▶ _What you should do_
Which lines in the records below mention the word "that"? Copy each one out.

▶ _Information given_
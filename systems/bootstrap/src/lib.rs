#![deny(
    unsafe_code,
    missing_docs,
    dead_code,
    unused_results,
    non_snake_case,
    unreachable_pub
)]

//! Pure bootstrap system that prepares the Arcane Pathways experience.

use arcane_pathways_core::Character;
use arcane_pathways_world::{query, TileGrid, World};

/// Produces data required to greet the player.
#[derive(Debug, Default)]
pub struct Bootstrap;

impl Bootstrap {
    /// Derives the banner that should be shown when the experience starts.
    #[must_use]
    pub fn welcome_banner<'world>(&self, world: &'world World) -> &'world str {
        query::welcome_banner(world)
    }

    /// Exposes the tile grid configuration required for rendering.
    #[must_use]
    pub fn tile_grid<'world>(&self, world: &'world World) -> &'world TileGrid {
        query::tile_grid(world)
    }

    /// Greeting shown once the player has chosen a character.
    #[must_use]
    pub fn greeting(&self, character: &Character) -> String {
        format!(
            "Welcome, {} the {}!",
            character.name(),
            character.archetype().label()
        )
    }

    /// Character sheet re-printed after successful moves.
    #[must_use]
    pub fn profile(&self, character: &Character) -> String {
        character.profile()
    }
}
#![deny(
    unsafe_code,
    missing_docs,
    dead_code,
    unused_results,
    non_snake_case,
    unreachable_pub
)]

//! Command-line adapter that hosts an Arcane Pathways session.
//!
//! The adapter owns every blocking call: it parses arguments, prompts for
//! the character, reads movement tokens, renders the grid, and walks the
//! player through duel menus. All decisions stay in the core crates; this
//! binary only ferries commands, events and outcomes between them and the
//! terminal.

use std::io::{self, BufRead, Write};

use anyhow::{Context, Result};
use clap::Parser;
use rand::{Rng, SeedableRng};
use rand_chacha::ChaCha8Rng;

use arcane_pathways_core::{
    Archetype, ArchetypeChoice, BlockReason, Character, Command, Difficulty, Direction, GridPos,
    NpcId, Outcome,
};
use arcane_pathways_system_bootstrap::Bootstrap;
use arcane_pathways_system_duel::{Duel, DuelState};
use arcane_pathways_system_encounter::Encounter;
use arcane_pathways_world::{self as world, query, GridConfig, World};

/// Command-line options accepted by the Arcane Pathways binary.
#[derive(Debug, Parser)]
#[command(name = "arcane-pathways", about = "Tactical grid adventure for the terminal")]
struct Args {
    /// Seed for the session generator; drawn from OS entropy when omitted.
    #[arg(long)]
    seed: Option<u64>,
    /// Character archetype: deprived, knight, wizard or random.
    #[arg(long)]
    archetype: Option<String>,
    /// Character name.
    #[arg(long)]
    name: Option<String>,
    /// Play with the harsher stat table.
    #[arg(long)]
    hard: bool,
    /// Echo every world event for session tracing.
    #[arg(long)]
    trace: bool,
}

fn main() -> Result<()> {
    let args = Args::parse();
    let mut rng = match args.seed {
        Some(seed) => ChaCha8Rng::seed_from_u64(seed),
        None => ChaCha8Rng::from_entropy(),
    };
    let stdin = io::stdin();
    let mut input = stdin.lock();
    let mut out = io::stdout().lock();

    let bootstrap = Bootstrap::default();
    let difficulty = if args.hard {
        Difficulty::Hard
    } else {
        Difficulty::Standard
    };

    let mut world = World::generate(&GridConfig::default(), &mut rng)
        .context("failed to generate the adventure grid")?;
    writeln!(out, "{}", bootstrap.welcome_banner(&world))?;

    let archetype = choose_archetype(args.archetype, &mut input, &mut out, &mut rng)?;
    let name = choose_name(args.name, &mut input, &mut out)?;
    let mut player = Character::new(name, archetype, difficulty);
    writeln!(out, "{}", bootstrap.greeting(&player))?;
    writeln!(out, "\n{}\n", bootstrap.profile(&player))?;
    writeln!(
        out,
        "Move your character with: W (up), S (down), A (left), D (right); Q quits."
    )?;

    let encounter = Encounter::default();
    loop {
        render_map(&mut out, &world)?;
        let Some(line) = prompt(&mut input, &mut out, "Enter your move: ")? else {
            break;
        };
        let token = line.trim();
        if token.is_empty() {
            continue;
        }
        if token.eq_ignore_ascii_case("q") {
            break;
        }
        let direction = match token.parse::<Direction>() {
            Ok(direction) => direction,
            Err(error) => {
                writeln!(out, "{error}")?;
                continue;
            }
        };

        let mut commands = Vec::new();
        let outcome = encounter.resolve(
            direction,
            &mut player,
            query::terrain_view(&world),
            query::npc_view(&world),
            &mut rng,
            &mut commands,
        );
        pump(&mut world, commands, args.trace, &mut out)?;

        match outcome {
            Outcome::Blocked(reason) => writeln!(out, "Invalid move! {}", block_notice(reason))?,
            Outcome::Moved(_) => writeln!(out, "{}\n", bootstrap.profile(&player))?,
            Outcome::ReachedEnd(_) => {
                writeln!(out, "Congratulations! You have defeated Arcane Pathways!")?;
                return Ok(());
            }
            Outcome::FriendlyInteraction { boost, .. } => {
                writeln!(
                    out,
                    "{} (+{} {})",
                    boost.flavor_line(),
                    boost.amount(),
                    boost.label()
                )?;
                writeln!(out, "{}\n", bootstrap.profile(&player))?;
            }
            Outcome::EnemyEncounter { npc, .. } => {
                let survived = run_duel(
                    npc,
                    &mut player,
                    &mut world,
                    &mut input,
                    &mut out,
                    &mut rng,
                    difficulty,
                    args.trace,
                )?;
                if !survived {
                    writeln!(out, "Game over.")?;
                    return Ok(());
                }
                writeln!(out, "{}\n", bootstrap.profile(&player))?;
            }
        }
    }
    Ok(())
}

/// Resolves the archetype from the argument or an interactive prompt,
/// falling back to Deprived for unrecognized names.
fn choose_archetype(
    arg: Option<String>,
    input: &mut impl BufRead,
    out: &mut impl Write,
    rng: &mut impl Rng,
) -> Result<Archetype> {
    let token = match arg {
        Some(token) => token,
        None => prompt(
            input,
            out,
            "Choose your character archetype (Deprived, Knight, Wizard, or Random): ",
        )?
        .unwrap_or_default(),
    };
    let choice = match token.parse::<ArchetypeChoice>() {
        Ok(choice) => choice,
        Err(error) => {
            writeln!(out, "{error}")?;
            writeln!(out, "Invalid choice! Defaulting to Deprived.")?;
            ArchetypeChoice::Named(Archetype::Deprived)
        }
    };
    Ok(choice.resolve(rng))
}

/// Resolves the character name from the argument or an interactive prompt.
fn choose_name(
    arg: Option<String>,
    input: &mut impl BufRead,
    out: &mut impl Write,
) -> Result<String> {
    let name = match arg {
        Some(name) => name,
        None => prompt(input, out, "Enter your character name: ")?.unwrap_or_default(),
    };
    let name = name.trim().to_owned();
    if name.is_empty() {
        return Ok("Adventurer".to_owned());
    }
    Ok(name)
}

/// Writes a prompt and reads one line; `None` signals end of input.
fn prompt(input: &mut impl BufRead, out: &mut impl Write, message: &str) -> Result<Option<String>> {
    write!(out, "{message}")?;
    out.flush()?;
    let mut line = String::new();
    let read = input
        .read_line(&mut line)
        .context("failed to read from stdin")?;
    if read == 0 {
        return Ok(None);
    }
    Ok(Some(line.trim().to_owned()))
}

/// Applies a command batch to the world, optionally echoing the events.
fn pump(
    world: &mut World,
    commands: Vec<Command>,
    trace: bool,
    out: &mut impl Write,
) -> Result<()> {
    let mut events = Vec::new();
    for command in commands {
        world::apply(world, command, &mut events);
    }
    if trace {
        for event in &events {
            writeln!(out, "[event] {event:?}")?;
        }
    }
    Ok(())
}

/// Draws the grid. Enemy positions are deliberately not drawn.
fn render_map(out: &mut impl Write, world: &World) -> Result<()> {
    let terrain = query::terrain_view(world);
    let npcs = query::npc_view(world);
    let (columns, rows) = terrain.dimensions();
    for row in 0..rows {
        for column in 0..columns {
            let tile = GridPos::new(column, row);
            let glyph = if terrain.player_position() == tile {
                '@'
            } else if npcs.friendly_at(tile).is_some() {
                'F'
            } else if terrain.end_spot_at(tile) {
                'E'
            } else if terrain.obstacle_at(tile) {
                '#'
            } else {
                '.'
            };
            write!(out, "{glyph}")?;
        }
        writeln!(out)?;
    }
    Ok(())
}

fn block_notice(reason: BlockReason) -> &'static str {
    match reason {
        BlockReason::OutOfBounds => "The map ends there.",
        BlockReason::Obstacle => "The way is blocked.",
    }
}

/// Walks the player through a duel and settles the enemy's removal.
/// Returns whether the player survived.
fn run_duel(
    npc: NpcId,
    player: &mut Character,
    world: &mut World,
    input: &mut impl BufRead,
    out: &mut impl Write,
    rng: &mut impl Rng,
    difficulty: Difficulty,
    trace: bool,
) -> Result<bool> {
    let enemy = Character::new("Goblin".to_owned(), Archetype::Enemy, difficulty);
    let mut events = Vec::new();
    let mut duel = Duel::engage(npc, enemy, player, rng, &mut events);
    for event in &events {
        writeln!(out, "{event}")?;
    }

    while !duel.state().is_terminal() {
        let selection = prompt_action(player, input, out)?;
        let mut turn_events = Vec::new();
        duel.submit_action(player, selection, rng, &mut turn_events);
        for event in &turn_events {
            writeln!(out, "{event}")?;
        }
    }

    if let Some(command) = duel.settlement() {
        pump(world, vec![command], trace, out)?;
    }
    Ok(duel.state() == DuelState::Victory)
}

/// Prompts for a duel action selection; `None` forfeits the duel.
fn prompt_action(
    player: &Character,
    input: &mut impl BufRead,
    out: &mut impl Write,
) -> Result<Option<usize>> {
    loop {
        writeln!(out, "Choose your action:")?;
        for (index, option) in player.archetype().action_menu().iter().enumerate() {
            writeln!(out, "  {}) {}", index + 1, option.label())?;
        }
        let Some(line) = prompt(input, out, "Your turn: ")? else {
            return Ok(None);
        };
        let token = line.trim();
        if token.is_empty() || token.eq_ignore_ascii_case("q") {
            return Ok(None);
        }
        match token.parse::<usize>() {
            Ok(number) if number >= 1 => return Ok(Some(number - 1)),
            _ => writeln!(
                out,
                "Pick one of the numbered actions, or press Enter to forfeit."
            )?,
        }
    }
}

▶ _The answer_
//! Pure bootstrap system that prepares the Arcane Pathways experience.
    /// Derives the banner that should be shown when the experience starts.
//! Command-line adapter that hosts an Arcane Pathways session.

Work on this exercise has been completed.